** INSTRUCTIONS FOR THE TASK **
Using the lines below, work out the count of those that hold "MakeRequestUuid". Give the number only.

** GIVEN DATA **
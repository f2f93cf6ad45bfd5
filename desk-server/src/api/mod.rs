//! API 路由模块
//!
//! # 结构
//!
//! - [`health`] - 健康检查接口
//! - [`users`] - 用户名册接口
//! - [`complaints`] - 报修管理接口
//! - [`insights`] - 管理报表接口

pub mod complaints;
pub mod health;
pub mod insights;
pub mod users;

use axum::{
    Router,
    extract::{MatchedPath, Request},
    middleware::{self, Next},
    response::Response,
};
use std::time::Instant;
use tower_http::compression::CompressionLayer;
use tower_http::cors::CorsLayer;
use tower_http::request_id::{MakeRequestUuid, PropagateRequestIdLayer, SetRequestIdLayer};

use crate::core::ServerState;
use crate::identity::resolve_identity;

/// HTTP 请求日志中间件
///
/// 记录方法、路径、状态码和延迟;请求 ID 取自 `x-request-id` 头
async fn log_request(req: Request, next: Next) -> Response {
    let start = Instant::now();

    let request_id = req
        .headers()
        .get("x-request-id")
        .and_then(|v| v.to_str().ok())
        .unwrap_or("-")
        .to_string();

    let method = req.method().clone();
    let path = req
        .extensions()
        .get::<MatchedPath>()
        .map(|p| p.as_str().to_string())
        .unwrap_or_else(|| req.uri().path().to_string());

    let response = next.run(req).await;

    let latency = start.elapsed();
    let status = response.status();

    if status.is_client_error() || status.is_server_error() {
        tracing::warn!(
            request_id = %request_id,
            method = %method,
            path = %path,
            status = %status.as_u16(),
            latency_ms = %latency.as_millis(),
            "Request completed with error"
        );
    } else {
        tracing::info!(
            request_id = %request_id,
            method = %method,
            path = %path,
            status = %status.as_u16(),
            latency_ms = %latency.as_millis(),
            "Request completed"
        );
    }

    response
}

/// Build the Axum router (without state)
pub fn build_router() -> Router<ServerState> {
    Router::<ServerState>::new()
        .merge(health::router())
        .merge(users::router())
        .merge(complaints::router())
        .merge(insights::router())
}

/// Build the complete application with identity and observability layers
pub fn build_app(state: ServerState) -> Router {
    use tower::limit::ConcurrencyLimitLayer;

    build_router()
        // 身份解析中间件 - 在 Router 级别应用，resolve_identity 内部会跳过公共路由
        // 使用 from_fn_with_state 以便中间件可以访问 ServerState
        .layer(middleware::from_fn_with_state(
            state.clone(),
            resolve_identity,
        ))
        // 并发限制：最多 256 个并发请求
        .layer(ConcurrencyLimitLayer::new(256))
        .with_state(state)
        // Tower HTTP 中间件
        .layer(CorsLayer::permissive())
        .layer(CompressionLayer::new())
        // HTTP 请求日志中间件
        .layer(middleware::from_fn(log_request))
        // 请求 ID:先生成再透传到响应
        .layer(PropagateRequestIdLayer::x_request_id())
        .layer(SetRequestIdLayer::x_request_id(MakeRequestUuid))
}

** FINISHED EXERCISE **
2